Genetic diversity in a population comes from two main mechanisms: mutation and sexual reproduction. Mutation, a change in DNA, is the ultimate source of new alleles, or new genetic variation in any population. The genetic changes that mutation causes can have one of three outcomes on the phenotype. A mutation affects the organism's phenotype in a way that gives it reduced fitness—lower likelihood of survival or fewer offspring. A mutation may produce a phenotype with a beneficial effect on fitness. Many mutations will also have no effect on the phenotype's fitness. We call these neutral mutations. Mutations may also have a whole range of effect sizes on the organism's fitness that expresses them in their phenotype, from a small effect to a great effect. Sexual reproduction also leads to genetic diversity: when two parents reproduce, unique combinations of alleles assemble to produce the unique genotypes and thus phenotypes in each offspring.
We call a heritable trait that helps an organism's survival and reproduction in its present environment an adaptation. Scientists describe groups of organisms adapting to their environment when a genetic variation occurs over time that increases or maintains the population's “fit” to its environment. A platypus's webbed feet are an adaptation for swimming. A snow leopard's thick fur is an adaptation for living in the cold. A cheetah's fast speed is an adaptation for catching prey.
Whether or not a trait is favorable depends on the current environmental conditions. The same traits are not always selected because environmental conditions can change. For example, consider a plant species that grew in a moist climate and did not need to conserve water. Large leaves were selected because they allowed the plant to obtain more energy from the sun. Large leaves require more water to maintain than small leaves, and the moist environment provided favorable conditions to support large leaves. After thousands of years, the climate changed, and the area no longer had excess water. The direction of natural selection shifted so that plants with small leaves were selected because those populations were able to conserve water to survive the new environmental conditions.
The evolution of species has resulted in enormous variation in form and function. Sometimes, evolution gives rise to groups of organisms that become tremendously different from each other. We call two species that evolve in diverse directions from a common point divergent evolution.

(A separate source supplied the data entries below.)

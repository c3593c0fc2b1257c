//! Pac-Man
//!
//! Maze-graph chase: tile-quantized movement, scatter/chase scheduling,
//! frightened windows, and a wrapping side tunnel.

pub mod maze;
pub mod sim;

#[cfg(target_arch = "wasm32")]
mod web;
//! Audio system using Web Audio API
//!
//! Procedurally generated sound effects - no external files needed. Each game
//! owns its own `AudioManager`; the effect palette is shared vocabulary only.

use web_sys::{AudioContext, GainNode, OscillatorNode, OscillatorType};

/// Sound effect types
#[derive(Debug, Clone, Copy, PartialEq, Eq)]
pub enum SoundEffect {
    /// UI tick / direction change
    Blip,
    /// Ball or entity bounces off a wall or paddle
    Bounce,
    /// Brick / slab / block destroyed
    Break,
    /// A point scored (pipe passed, rally won)
    Score,
    /// Small collectible eaten (pellet, food)
    Pickup,
    /// Power pellet / perfect stack
    PowerUp,
    /// Piece locked / slab landed
    Drop,
    /// Line clear or wave clear
    LineClear,
    /// Shot fired
    Shoot,
    /// Enemy or hazard destroyed
    Explosion,
    /// Player death
    Crash,
    /// Run ended
    GameOver,
    /// New best score
    HighScore,
}

/// Audio manager for a single game instance
pub struct AudioManager {
    ctx: Option<AudioContext>,
    master_volume: f32,
    sfx_volume: f32,
    muted: bool,
}

impl Default for AudioManager {
    fn default() -> Self {
        Self::new()
    }
}

impl AudioManager {
    pub fn new() -> Self {
        // May fail outside a secure context
        let ctx = AudioContext::new().ok();
        if ctx.is_none() {
            log::warn!("Failed to create AudioContext - audio disabled");
        }
        Self {
            ctx,
            master_volume: 0.8,
            sfx_volume: 1.0,
            muted: false,
        }
    }

    /// Resume audio context (required after user gesture)
    pub fn resume(&self) {
        if let Some(ctx) = &self.ctx {
            let _ = ctx.resume();
        }
    }

    /// Set master volume (0.0 - 1.0)
    pub fn set_master_volume(&mut self, vol: f32) {
        self.master_volume = vol.clamp(0.0, 1.0);
    }

    /// Set SFX volume (0.0 - 1.0)
    pub fn set_sfx_volume(&mut self, vol: f32) {
        self.sfx_volume = vol.clamp(0.0, 1.0);
    }

    /// Mute/unmute all audio
    pub fn set_muted(&mut self, muted: bool) {
        self.muted = muted;
    }

    fn effective_volume(&self) -> f32 {
        if self.muted {
            0.0
        } else {
            self.master_volume * self.sfx_volume
        }
    }

    /// Play a sound effect
    pub fn play(&self, effect: SoundEffect) {
        let vol = self.effective_volume();
        if vol <= 0.0 {
            return;
        }

        let Some(ctx) = &self.ctx else { return };

        // Resume context if suspended (browsers require user gesture)
        if ctx.state() == web_sys::AudioContextState::Suspended {
            let _ = ctx.resume();
        }

        match effect {
            SoundEffect::Blip => self.play_blip(ctx, vol),
            SoundEffect::Bounce => self.play_bounce(ctx, vol),
            SoundEffect::Break => self.play_break(ctx, vol),
            SoundEffect::Score => self.play_score(ctx, vol),
            SoundEffect::Pickup => self.play_pickup(ctx, vol),
            SoundEffect::PowerUp => self.play_power_up(ctx, vol),
            SoundEffect::Drop => self.play_drop(ctx, vol),
            SoundEffect::LineClear => self.play_line_clear(ctx, vol),
            SoundEffect::Shoot => self.play_shoot(ctx, vol),
            SoundEffect::Explosion => self.play_explosion(ctx, vol),
            SoundEffect::Crash => self.play_crash(ctx, vol),
            SoundEffect::GameOver => self.play_game_over(ctx, vol),
            SoundEffect::HighScore => self.play_high_score(ctx, vol),
        }
    }

    // === Sound generators ===

    /// Create an oscillator with gain envelope
    fn create_osc(
        &self,
        ctx: &AudioContext,
        freq: f32,
        osc_type: OscillatorType,
    ) -> Option<(OscillatorNode, GainNode)> {
        let osc = ctx.create_oscillator().ok()?;
        let gain = ctx.create_gain().ok()?;

        osc.set_type(osc_type);
        osc.frequency().set_value(freq);
        osc.connect_with_audio_node(&gain).ok()?;
        gain.connect_with_audio_node(&ctx.destination()).ok()?;

        Some((osc, gain))
    }

    /// UI tick - tiny square chirp
    fn play_blip(&self, ctx: &AudioContext, vol: f32) {
        let Some((osc, gain)) = self.create_osc(ctx, 700.0, OscillatorType::Square) else {
            return;
        };
        let t = ctx.current_time();

        gain.gain().set_value_at_time(vol * 0.15, t).ok();
        gain.gain()
            .exponential_ramp_to_value_at_time(0.01, t + 0.04)
            .ok();

        osc.start().ok();
        osc.stop_with_when(t + 0.05).ok();
    }

    /// Bounce - solid thump
    fn play_bounce(&self, ctx: &AudioContext, vol: f32) {
        let Some((osc, gain)) = self.create_osc(ctx, 180.0, OscillatorType::Sine) else {
            return;
        };
        let t = ctx.current_time();

        gain.gain().set_value_at_time(vol * 0.5, t).ok();
        gain.gain()
            .exponential_ramp_to_value_at_time(0.01, t + 0.09)
            .ok();
        osc.frequency().set_value_at_time(180.0, t).ok();
        osc.frequency()
            .exponential_ramp_to_value_at_time(70.0, t + 0.09)
            .ok();

        osc.start().ok();
        osc.stop_with_when(t + 0.12).ok();
    }

    /// Break - crackle plus bass thump
    fn play_break(&self, ctx: &AudioContext, vol: f32) {
        let t = ctx.current_time();

        if let Some((osc, gain)) = self.create_osc(ctx, 120.0, OscillatorType::Sawtooth) {
            gain.gain().set_value_at_time(vol * 0.3, t).ok();
            gain.gain()
                .exponential_ramp_to_value_at_time(0.01, t + 0.15)
                .ok();
            osc.frequency().set_value_at_time(120.0, t).ok();
            osc.frequency().set_value_at_time(2800.0, t + 0.01).ok();
            osc.frequency().set_value_at_time(200.0, t + 0.03).ok();
            osc.frequency().set_value_at_time(2200.0, t + 0.05).ok();
            osc.frequency().set_value_at_time(90.0, t + 0.08).ok();
            osc.frequency().set_value_at_time(1500.0, t + 0.1).ok();
            osc.start().ok();
            osc.stop_with_when(t + 0.18).ok();
        }

        if let Some((osc, gain)) = self.create_osc(ctx, 65.0, OscillatorType::Sine) {
            gain.gain().set_value_at_time(vol * 0.25, t).ok();
            gain.gain()
                .exponential_ramp_to_value_at_time(0.01, t + 0.1)
                .ok();
            osc.start().ok();
            osc.stop_with_when(t + 0.12).ok();
        }
    }

    /// Score - bright two-note ding
    fn play_score(&self, ctx: &AudioContext, vol: f32) {
        for (i, freq) in [700.0, 1050.0].iter().enumerate() {
            let delay = i as f64 * 0.07;
            if let Some((osc, gain)) = self.create_osc(ctx, *freq, OscillatorType::Sine) {
                let t = ctx.current_time() + delay;
                gain.gain().set_value_at_time(vol * 0.25, t).ok();
                gain.gain()
                    .exponential_ramp_to_value_at_time(0.01, t + 0.12)
                    .ok();
                osc.start_with_when(t).ok();
                osc.stop_with_when(t + 0.15).ok();
            }
        }
    }

    /// Pickup - quick blip
    fn play_pickup(&self, ctx: &AudioContext, vol: f32) {
        let Some((osc, gain)) = self.create_osc(ctx, 900.0, OscillatorType::Triangle) else {
            return;
        };
        let t = ctx.current_time();

        gain.gain().set_value_at_time(vol * 0.2, t).ok();
        gain.gain()
            .exponential_ramp_to_value_at_time(0.01, t + 0.06)
            .ok();
        osc.frequency().set_value_at_time(900.0, t).ok();
        osc.frequency().set_value_at_time(1200.0, t + 0.03).ok();

        osc.start().ok();
        osc.stop_with_when(t + 0.08).ok();
    }

    /// Power-up - rising arpeggio
    fn play_power_up(&self, ctx: &AudioContext, vol: f32) {
        for (i, freq) in [500.0, 650.0, 850.0].iter().enumerate() {
            let delay = i as f64 * 0.06;
            if let Some((osc, gain)) = self.create_osc(ctx, *freq, OscillatorType::Triangle) {
                let t = ctx.current_time() + delay;
                gain.gain().set_value_at_time(vol * 0.25, t).ok();
                gain.gain()
                    .exponential_ramp_to_value_at_time(0.01, t + 0.15)
                    .ok();
                osc.start_with_when(t).ok();
                osc.stop_with_when(t + 0.2).ok();
            }
        }
    }

    /// Drop - low thud
    fn play_drop(&self, ctx: &AudioContext, vol: f32) {
        let Some((osc, gain)) = self.create_osc(ctx, 130.0, OscillatorType::Triangle) else {
            return;
        };
        let t = ctx.current_time();

        gain.gain().set_value_at_time(vol * 0.4, t).ok();
        gain.gain()
            .exponential_ramp_to_value_at_time(0.01, t + 0.12)
            .ok();
        osc.frequency().set_value_at_time(130.0, t).ok();
        osc.frequency()
            .exponential_ramp_to_value_at_time(50.0, t + 0.1)
            .ok();

        osc.start().ok();
        osc.stop_with_when(t + 0.15).ok();
    }

    /// Line clear - short fanfare
    fn play_line_clear(&self, ctx: &AudioContext, vol: f32) {
        for (i, freq) in [450.0, 550.0, 700.0, 900.0].iter().enumerate() {
            let delay = i as f64 * 0.08;
            if let Some((osc, gain)) = self.create_osc(ctx, *freq, OscillatorType::Triangle) {
                let t = ctx.current_time() + delay;
                gain.gain().set_value_at_time(vol * 0.3, t).ok();
                gain.gain()
                    .exponential_ramp_to_value_at_time(0.01, t + 0.3)
                    .ok();
                osc.start_with_when(t).ok();
                osc.stop_with_when(t + 0.35).ok();
            }
        }
    }

    /// Shot - fast downward zap
    fn play_shoot(&self, ctx: &AudioContext, vol: f32) {
        let Some((osc, gain)) = self.create_osc(ctx, 950.0, OscillatorType::Square) else {
            return;
        };
        let t = ctx.current_time();

        gain.gain().set_value_at_time(vol * 0.2, t).ok();
        gain.gain()
            .exponential_ramp_to_value_at_time(0.01, t + 0.1)
            .ok();
        osc.frequency().set_value_at_time(950.0, t).ok();
        osc.frequency()
            .exponential_ramp_to_value_at_time(220.0, t + 0.09)
            .ok();

        osc.start().ok();
        osc.stop_with_when(t + 0.12).ok();
    }

    /// Explosion - boom with a crack on top
    fn play_explosion(&self, ctx: &AudioContext, vol: f32) {
        let Some((osc, gain)) = self.create_osc(ctx, 90.0, OscillatorType::Sawtooth) else {
            return;
        };
        let t = ctx.current_time();

        gain.gain().set_value_at_time(vol * 0.45, t).ok();
        gain.gain()
            .exponential_ramp_to_value_at_time(0.01, t + 0.35)
            .ok();
        osc.frequency().set_value_at_time(90.0, t).ok();
        osc.frequency()
            .exponential_ramp_to_value_at_time(28.0, t + 0.35)
            .ok();

        osc.start().ok();
        osc.stop_with_when(t + 0.4).ok();

        if let Some((osc2, gain2)) = self.create_osc(ctx, 1400.0, OscillatorType::Square) {
            gain2.gain().set_value_at_time(vol * 0.18, t).ok();
            gain2
                .gain()
                .exponential_ramp_to_value_at_time(0.01, t + 0.08)
                .ok();
            osc2.start().ok();
            osc2.stop_with_when(t + 0.1).ok();
        }
    }

    /// Crash - ominous descend
    fn play_crash(&self, ctx: &AudioContext, vol: f32) {
        let Some((osc, gain)) = self.create_osc(ctx, 280.0, OscillatorType::Sawtooth) else {
            return;
        };
        let t = ctx.current_time();

        gain.gain().set_value_at_time(vol * 0.35, t).ok();
        gain.gain()
            .exponential_ramp_to_value_at_time(0.01, t + 0.6)
            .ok();
        osc.frequency().set_value_at_time(280.0, t).ok();
        osc.frequency()
            .exponential_ramp_to_value_at_time(35.0, t + 0.6)
            .ok();

        osc.start().ok();
        osc.stop_with_when(t + 0.7).ok();
    }

    /// Game over - sad descending notes
    fn play_game_over(&self, ctx: &AudioContext, vol: f32) {
        for (i, freq) in [400.0, 350.0, 300.0, 200.0].iter().enumerate() {
            let delay = i as f64 * 0.2;
            if let Some((osc, gain)) = self.create_osc(ctx, *freq, OscillatorType::Sine) {
                let t = ctx.current_time() + delay;
                gain.gain().set_value_at_time(vol * 0.3, t).ok();
                gain.gain()
                    .exponential_ramp_to_value_at_time(0.01, t + 0.3)
                    .ok();
                osc.start_with_when(t).ok();
                osc.stop_with_when(t + 0.4).ok();
            }
        }
    }

    /// High score - celebratory run
    fn play_high_score(&self, ctx: &AudioContext, vol: f32) {
        for (i, freq) in [500.0, 600.0, 700.0, 800.0, 1000.0].iter().enumerate() {
            let delay = i as f64 * 0.08;
            if let Some((osc, gain)) = self.create_osc(ctx, *freq, OscillatorType::Triangle) {
                let t = ctx.current_time() + delay;
                gain.gain().set_value_at_time(vol * 0.25, t).ok();
                gain.gain()
                    .exponential_ramp_to_value_at_time(0.01, t + 0.25)
                    .ok();
                osc.start_with_when(t).ok();
                osc.stop_with_when(t + 0.3).ok();
            }
        }
    }
}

We can see such divergent evolution in the forms of the reproductive organs of flowering plants which share the same basic anatomies; however, they can look very different as a result of selection in different physical environments and adaptation to different kinds of pollinators (Figure).

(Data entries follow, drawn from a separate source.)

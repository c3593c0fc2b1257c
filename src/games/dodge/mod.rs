//! Dodge
//!
//! Lane hazards telegraph before they strike; keep moving to the safe lane.
//! Spawn rate and telegraph windows tighten as a run goes on.

pub mod sim;

#[cfg(target_arch = "wasm32")]
mod web;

In other cases, similar phenotypes evolve independently in distantly related species. For example, flight has evolved in both bats and insects, and they both have structures we refer to as wings, which are adaptations to flight. However, bat and insect wings have evolved from very different original structures. We call this phenomenon convergent evolution, where similar traits evolve independently in species that do not share a common ancestry. The two species came to the same function, flying, but did so separately from each other.
These physical changes occur over enormous time spans and help explain how evolution occurs. Natural selection acts on individual organisms, which can then shape an entire species. Although natural selection may work in a single generation on an individual, it can take thousands or even millions of years for an entire species' genotype to evolve. It is over these large time spans that life on earth has changed and continues to change.